Soybeans: Soybeans are surging, and January touched $11.72 1/4 overnight with bulls calling for a test of $12.00. Palm oil prices fell for a third consecutive session Tuesday as exports fell in the first 15 days of November after the recent rally curbed shipments.
WHEAT: Futures are trying to build on Monday’s rally. The CME raised its margin requirements for SRW and HRW futures yesterday by about $100. As expected, the amount of winter wheat crop USDA rates “good” to “excellent” edged a point higher to 46%. But the amount of crop rated in the “poor” to “very poor” categories also climbed a point to 18%. Last year at this time 52% of the crop was rated “good” to “excellent” with 14% falling in the “poor” to “very poor” categories. Snow cover is expected to become widespread in Ukraine and much of Russia by the end of this month. Soil moisture will improve for crop use in the spring, but little improvement in crops will occur before then. Moisture going into the soil might help improve some root and tiller development, but the poor winter crop establishment may not change enough to lower the risk of winterkill.
Cattle: Steady to firm
Hogs: Steady to weak
France has detected a highly pathogenic strain of bird flu in the pet section of a shop in one of Corsica’s main cities, the country’s farm ministry said today. All birds in the shop have been euthanized and France will be put on high-alert status as of Tuesday. All poultry must now be kept indoors or protected by netting going forward. Just another reminder of the potential for disease to disrupt supply and demand.

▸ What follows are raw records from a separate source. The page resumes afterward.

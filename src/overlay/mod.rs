//! Overlay tokenizer for the trailing, uncommitted block.
//!
//! One left-to-right pass per chunk over the whole uncommitted text:
//! 1. The context stack is tried innermost first. A failing entry is
//!    popped and the next older entry gets the same position.
//! 2. Otherwise each series' first matcher is tried in table order and the
//!    first hit opens a new entry.
//! 3. Otherwise the cursor moves one character.
//!
//! No backtracking: a failed attempt is never retried at a later position.
//! Only entries still open when the pass ends contribute masks; completed
//! constructs are left as markdown for the converter and failed ones are
//! plain text. Nothing survives between passes.

pub mod mask;

use smallvec::{SmallVec, smallvec};

use crate::TokenRange;
use crate::cursor::Cursor;
use crate::limits::{INLINE_RANGES_PER_ENTRY, INLINE_STACK_DEPTH};
use crate::series::{SeriesTable, TokenSeries};

pub use mask::{UncertaintyMarker, mask};

/// One in-progress attempt to satisfy a token series.
#[derive(Debug, Clone)]
pub struct ContextEntry<'t> {
    series: &'t TokenSeries,
    /// Index of the next matcher expected.
    next: usize,
    ranges: SmallVec<[TokenRange; INLINE_RANGES_PER_ENTRY]>,
}

impl<'t> ContextEntry<'t> {
    #[inline]
    pub fn series(&self) -> &'t TokenSeries {
        self.series
    }

    #[inline]
    pub fn next_index(&self) -> usize {
        self.next
    }

    #[inline]
    pub fn ranges(&self) -> &[TokenRange] {
        &self.ranges
    }

    #[inline]
    fn is_satisfied(&self) -> bool {
        self.next == self.series.len()
    }
}

/// Result of one overlay pass.
#[derive(Debug, Clone, Default)]
pub struct Overlay<'t> {
    ranges: Vec<TokenRange>,
    open: SmallVec<[&'t str; INLINE_STACK_DEPTH]>,
    completed: usize,
    failed: usize,
}

impl<'t> Overlay<'t> {
    /// Masked ranges, ordered by start, non-overlapping.
    #[inline]
    pub fn ranges(&self) -> &[TokenRange] {
        &self.ranges
    }

    /// Names of the series still open at the end of the text, oldest first.
    #[inline]
    pub fn open_series(&self) -> &[&'t str] {
        &self.open
    }

    /// Series fully matched during the pass.
    #[inline]
    pub fn completed(&self) -> usize {
        self.completed
    }

    /// Series abandoned during the pass.
    #[inline]
    pub fn failed(&self) -> usize {
        self.failed
    }

    /// True if nothing in the text is uncertain.
    #[inline]
    pub fn is_settled(&self) -> bool {
        self.open.is_empty()
    }
}

/// Scan `text` against `table`.
pub fn scan<'t>(table: &'t SeriesTable, text: &str) -> Overlay<'t> {
    let mut scanner = OverlayScanner::new(table);
    let mut cursor = Cursor::new(text);
    while !cursor.is_eof() {
        scanner.step(&mut cursor);
    }
    scanner.finish()
}

/// Context stack plus per-pass counters.
#[derive(Debug)]
pub struct OverlayScanner<'t> {
    table: &'t SeriesTable,
    stack: SmallVec<[ContextEntry<'t>; INLINE_STACK_DEPTH]>,
    completed: usize,
    failed: usize,
}

impl<'t> OverlayScanner<'t> {
    pub fn new(table: &'t SeriesTable) -> Self {
        Self {
            table,
            stack: SmallVec::new(),
            completed: 0,
            failed: 0,
        }
    }

    /// Open entries, oldest first.
    #[inline]
    pub fn stack(&self) -> &[ContextEntry<'t>] {
        &self.stack
    }

    /// Consume at least one character at the cursor.
    pub fn step(&mut self, cursor: &mut Cursor<'_>) {
        if self.continue_open(cursor) || self.open_series(cursor) {
            return;
        }
        cursor.bump_char();
    }

    fn continue_open(&mut self, cursor: &mut Cursor<'_>) -> bool {
        while let Some(entry) = self.stack.last_mut() {
            let series = entry.series;
            let matcher = &series.matchers()[entry.next];
            let len = matcher.matching.match_len(cursor.rest());
            if len == 0 {
                self.stack.pop();
                self.failed += 1;
                continue;
            }

            entry.ranges.push(cursor.range_ahead(len, matcher.hiding));
            entry.next += 1;
            if entry.is_satisfied() {
                self.stack.pop();
                self.completed += 1;
            }
            cursor.advance(len);
            return true;
        }
        false
    }

    fn open_series(&mut self, cursor: &mut Cursor<'_>) -> bool {
        for series in self.table.iter() {
            let Some(first) = series.matchers().first() else {
                continue;
            };
            let len = first.matching.match_len(cursor.rest());
            if len == 0 {
                continue;
            }

            let entry = ContextEntry {
                series,
                next: 1,
                ranges: smallvec![cursor.range_ahead(len, first.hiding)],
            };
            if entry.is_satisfied() {
                self.completed += 1;
            } else {
                self.stack.push(entry);
            }
            cursor.advance(len);
            return true;
        }
        false
    }

    /// Collect the ranges of the entries left open.
    pub fn finish(self) -> Overlay<'t> {
        let mut ranges: Vec<TokenRange> = self
            .stack
            .iter()
            .flat_map(|entry| entry.ranges.iter().copied())
            .collect();
        ranges.sort_by_key(|r| r.start);

        Overlay {
            ranges,
            open: self.stack.iter().map(|e| e.series.name()).collect(),
            completed: self.completed,
            failed: self.failed,
        }
    }
}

Cattle: Cattle futures seen firm with stronger cash prices expected this week. Cattle traded at an average price of $109.62 last week, which was a $3.29 from the week prior. The front month is around a $1 above last week’s cash action. Feeder cattle saw some choppy action to start the week with corn and wheat prices again working higher. But reports of higher prices at an Oklahoma City feeder cattle auction helped the market to finish in positive territory. Choice and Select boxed beef values climbed 97 cents and $2.89, respectively, to start the week, with a modest 128 loads changing hands.
Hogs: Packer profit margins have slipped nearly $8 over the past week, but at $28.75 a head, there is still plenty of incentive for packers to keep lines full. That is an easy task with market-ready supplies rising. Cash hog bids were 45 cent lower on Monday, but the pork cutout value rose $1.01, with a solid 346.67 loads changing hands. It will be important to see futures catch a bid this week and halt the recent drop as charts have turned negative.